→ **EXERCISE**
One part of the entries below is wanted: the lines from the one containing "repository a8e723fbcd4b282c" through the one containing "MetricValue::Int(_) | MetricValue::Float(_)". Write those out exactly and nothing else.

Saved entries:
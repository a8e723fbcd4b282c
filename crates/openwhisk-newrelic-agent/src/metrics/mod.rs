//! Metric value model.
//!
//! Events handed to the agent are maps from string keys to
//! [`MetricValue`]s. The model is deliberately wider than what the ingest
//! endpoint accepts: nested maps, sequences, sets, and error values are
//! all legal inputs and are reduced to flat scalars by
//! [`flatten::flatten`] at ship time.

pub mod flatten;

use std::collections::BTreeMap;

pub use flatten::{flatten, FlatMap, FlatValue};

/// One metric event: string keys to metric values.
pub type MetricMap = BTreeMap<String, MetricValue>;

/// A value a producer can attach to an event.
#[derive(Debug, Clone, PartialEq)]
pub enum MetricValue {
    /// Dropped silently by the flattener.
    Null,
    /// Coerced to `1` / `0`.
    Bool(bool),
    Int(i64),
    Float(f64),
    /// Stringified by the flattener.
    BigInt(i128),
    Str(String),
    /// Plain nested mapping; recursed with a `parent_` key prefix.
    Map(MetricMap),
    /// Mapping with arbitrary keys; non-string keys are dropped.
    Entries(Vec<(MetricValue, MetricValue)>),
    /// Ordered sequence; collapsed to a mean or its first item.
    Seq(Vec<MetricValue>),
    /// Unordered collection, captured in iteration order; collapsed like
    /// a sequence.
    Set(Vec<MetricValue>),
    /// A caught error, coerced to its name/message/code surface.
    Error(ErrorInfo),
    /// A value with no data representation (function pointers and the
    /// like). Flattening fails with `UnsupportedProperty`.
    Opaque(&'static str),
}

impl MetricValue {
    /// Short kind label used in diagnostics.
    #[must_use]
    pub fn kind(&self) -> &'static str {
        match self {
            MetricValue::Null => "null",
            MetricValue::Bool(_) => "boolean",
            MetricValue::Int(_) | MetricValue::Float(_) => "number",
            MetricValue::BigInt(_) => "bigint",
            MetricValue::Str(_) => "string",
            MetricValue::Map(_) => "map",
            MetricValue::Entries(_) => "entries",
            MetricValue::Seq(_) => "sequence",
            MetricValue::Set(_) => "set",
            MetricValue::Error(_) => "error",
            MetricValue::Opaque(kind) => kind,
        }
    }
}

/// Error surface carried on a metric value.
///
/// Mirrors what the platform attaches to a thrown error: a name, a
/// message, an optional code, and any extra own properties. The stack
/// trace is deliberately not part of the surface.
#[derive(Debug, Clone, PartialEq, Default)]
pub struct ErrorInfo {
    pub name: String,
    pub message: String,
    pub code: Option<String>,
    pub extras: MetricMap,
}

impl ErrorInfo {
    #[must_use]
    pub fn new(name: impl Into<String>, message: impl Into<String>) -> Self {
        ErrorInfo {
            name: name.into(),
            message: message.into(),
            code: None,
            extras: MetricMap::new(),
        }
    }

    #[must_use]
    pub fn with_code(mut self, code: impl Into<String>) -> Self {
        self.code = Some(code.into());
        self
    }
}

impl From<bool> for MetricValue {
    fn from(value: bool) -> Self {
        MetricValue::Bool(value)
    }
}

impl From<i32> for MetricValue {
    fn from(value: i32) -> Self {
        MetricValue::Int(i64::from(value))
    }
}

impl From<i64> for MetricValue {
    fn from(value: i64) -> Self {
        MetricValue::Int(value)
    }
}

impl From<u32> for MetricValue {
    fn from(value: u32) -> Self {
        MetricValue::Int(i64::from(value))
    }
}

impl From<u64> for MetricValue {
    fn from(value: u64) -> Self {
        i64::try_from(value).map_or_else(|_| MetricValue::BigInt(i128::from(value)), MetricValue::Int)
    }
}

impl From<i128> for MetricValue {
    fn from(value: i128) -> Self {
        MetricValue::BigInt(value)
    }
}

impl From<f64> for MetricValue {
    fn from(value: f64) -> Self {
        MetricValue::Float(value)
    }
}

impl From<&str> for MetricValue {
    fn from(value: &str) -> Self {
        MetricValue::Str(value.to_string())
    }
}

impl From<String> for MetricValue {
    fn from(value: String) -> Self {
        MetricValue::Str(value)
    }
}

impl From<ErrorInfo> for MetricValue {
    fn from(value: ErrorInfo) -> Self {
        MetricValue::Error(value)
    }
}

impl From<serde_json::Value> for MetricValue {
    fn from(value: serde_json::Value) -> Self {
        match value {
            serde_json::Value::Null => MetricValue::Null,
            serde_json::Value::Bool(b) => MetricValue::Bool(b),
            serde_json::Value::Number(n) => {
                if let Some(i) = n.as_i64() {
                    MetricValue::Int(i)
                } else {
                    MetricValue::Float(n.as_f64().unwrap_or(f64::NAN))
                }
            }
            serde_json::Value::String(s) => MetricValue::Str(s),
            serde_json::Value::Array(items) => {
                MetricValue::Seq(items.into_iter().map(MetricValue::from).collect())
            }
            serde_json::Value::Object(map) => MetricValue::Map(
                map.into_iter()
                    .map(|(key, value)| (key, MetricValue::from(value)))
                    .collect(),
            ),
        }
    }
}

--

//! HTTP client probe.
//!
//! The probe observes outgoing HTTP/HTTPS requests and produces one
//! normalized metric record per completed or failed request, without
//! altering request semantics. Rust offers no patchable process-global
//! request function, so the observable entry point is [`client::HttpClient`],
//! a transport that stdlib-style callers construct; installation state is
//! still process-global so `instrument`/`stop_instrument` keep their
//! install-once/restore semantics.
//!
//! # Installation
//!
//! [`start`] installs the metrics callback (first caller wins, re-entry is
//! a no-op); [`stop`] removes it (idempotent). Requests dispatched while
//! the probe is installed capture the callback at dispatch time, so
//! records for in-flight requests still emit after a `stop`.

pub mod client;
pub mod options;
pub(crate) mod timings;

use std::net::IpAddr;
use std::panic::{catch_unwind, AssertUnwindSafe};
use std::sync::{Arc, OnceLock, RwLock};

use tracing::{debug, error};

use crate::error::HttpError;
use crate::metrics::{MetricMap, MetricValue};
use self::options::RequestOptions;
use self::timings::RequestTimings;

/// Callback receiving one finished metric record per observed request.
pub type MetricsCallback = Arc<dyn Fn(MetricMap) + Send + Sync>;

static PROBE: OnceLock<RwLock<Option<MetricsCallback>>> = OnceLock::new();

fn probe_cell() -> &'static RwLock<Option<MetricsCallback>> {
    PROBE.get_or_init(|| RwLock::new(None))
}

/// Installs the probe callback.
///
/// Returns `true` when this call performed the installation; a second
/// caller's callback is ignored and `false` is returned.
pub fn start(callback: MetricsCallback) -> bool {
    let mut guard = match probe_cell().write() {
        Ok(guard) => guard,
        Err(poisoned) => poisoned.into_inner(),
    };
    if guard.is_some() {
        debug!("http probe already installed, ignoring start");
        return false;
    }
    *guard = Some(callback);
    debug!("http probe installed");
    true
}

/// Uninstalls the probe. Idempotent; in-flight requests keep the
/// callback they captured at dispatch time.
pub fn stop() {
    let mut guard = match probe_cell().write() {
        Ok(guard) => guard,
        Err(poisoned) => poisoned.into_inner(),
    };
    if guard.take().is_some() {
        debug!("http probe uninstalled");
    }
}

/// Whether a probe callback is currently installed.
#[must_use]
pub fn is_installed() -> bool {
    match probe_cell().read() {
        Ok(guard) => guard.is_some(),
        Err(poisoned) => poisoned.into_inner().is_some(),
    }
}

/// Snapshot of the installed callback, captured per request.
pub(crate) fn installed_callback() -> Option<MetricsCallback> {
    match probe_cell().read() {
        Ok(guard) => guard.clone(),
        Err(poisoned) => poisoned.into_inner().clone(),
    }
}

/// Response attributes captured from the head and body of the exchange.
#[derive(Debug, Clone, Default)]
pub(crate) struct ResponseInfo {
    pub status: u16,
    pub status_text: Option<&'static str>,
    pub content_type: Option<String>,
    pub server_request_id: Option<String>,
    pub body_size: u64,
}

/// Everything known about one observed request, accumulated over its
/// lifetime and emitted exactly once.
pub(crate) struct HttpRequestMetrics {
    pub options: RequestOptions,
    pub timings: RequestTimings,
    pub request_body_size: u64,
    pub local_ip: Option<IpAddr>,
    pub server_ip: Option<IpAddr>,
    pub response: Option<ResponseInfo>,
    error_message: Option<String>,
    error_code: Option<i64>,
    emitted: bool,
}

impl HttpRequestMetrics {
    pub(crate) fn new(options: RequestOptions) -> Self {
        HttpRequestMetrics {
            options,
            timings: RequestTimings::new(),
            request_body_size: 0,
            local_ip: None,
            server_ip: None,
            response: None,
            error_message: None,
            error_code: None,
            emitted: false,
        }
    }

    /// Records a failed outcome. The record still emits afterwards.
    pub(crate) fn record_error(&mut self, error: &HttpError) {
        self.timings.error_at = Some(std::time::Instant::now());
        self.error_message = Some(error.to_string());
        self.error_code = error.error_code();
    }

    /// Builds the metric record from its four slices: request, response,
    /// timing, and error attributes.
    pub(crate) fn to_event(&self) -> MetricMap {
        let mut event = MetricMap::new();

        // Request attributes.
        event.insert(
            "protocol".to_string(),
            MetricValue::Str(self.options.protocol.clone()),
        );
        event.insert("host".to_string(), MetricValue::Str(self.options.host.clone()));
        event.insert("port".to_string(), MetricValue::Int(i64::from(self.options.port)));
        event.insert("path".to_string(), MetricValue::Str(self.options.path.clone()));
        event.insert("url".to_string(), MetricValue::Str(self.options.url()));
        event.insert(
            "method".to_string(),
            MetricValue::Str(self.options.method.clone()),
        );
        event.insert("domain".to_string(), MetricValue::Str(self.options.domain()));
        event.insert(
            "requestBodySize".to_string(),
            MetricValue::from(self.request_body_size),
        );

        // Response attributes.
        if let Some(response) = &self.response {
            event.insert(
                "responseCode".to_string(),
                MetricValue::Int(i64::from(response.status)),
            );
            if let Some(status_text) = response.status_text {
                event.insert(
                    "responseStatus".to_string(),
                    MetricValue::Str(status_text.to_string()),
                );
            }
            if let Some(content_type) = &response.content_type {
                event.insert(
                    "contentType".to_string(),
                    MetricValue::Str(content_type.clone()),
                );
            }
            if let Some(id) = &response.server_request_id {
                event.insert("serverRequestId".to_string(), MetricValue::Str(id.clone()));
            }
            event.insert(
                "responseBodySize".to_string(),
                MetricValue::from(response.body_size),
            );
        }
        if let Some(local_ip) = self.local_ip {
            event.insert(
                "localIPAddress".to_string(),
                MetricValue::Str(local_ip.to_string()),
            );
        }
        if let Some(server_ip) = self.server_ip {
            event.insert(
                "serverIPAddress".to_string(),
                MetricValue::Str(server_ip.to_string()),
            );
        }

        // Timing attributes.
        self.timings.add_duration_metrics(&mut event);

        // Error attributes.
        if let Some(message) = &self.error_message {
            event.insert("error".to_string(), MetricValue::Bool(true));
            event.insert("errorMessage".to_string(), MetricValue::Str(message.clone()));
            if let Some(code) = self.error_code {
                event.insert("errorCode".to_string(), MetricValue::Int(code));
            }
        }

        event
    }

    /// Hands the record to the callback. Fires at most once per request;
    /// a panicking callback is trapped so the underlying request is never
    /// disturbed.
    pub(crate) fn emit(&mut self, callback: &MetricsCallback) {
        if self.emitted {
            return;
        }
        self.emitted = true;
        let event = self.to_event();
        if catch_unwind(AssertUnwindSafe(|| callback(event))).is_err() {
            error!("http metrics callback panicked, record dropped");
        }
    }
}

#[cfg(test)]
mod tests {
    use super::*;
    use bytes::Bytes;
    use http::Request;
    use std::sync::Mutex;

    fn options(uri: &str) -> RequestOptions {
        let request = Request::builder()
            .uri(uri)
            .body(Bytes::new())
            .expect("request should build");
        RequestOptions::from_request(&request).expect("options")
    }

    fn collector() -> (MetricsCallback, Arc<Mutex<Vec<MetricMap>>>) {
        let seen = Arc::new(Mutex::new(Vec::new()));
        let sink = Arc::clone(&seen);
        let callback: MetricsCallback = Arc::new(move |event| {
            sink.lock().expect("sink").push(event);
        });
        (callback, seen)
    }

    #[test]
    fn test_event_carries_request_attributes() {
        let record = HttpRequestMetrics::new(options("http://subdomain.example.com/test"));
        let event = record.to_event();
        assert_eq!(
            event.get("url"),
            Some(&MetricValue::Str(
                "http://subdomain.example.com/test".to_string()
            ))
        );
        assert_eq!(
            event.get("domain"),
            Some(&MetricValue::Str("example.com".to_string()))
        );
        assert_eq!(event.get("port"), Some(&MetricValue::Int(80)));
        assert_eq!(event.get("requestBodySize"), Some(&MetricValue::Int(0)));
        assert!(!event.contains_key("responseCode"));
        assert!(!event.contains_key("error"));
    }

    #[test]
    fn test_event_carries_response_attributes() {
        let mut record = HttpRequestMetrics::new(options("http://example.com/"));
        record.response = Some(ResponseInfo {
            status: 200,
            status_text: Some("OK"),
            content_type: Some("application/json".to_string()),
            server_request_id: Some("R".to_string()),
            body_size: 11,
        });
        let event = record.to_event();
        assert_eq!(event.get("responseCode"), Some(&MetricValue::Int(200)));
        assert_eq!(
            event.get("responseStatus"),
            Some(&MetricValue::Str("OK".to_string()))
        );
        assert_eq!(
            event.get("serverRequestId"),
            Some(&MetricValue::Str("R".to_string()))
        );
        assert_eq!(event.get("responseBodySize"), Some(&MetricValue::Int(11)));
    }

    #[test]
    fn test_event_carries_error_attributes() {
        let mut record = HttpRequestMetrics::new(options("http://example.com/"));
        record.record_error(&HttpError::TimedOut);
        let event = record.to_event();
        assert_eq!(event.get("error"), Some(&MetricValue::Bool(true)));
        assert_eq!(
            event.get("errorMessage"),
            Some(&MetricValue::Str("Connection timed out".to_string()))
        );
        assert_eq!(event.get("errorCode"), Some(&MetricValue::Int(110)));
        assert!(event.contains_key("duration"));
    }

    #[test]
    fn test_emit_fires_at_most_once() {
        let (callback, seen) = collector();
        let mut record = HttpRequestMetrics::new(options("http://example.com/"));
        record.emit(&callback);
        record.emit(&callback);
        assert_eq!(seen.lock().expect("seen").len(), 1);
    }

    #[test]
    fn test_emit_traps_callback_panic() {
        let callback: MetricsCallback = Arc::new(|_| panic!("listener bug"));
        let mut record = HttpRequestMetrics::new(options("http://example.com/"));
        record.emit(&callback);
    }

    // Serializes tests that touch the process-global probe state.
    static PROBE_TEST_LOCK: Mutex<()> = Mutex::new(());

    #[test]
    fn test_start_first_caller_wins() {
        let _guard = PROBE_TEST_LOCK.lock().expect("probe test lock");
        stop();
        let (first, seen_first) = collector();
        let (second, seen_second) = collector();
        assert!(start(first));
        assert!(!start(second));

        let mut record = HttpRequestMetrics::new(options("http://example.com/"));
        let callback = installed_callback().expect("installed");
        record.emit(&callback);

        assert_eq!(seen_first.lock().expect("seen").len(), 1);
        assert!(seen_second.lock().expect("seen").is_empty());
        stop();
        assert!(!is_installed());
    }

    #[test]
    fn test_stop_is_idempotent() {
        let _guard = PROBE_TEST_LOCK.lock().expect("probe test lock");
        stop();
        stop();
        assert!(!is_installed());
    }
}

→ **SOLVED EXERCISE**
repository a8e723fbcd4b282c
filename crates/openwhisk-newrelic-agent/src/metrics/mod.rs
//! Metric value model.
//!
//! Events handed to the agent are maps from string keys to
//! [`MetricValue`]s. The model is deliberately wider than what the ingest
//! endpoint accepts: nested maps, sequences, sets, and error values are
//! all legal inputs and are reduced to flat scalars by
//! [`flatten::flatten`] at ship time.

pub mod flatten;

use std::collections::BTreeMap;

pub use flatten::{flatten, FlatMap, FlatValue};

/// One metric event: string keys to metric values.
pub type MetricMap = BTreeMap<String, MetricValue>;

/// A value a producer can attach to an event.
#[derive(Debug, Clone, PartialEq)]
pub enum MetricValue {
    /// Dropped silently by the flattener.
    Null,
    /// Coerced to `1` / `0`.
    Bool(bool),
    Int(i64),
    Float(f64),
    /// Stringified by the flattener.
    BigInt(i128),
    Str(String),
    /// Plain nested mapping; recursed with a `parent_` key prefix.
    Map(MetricMap),
    /// Mapping with arbitrary keys; non-string keys are dropped.
    Entries(Vec<(MetricValue, MetricValue)>),
    /// Ordered sequence; collapsed to a mean or its first item.
    Seq(Vec<MetricValue>),
    /// Unordered collection, captured in iteration order; collapsed like
    /// a sequence.
    Set(Vec<MetricValue>),
    /// A caught error, coerced to its name/message/code surface.
    Error(ErrorInfo),
    /// A value with no data representation (function pointers and the
    /// like). Flattening fails with `UnsupportedProperty`.
    Opaque(&'static str),
}

impl MetricValue {
    /// Short kind label used in diagnostics.
    #[must_use]
    pub fn kind(&self) -> &'static str {
        match self {
            MetricValue::Null => "null",
            MetricValue::Bool(_) => "boolean",
            MetricValue::Int(_) | MetricValue::Float(_) => "number",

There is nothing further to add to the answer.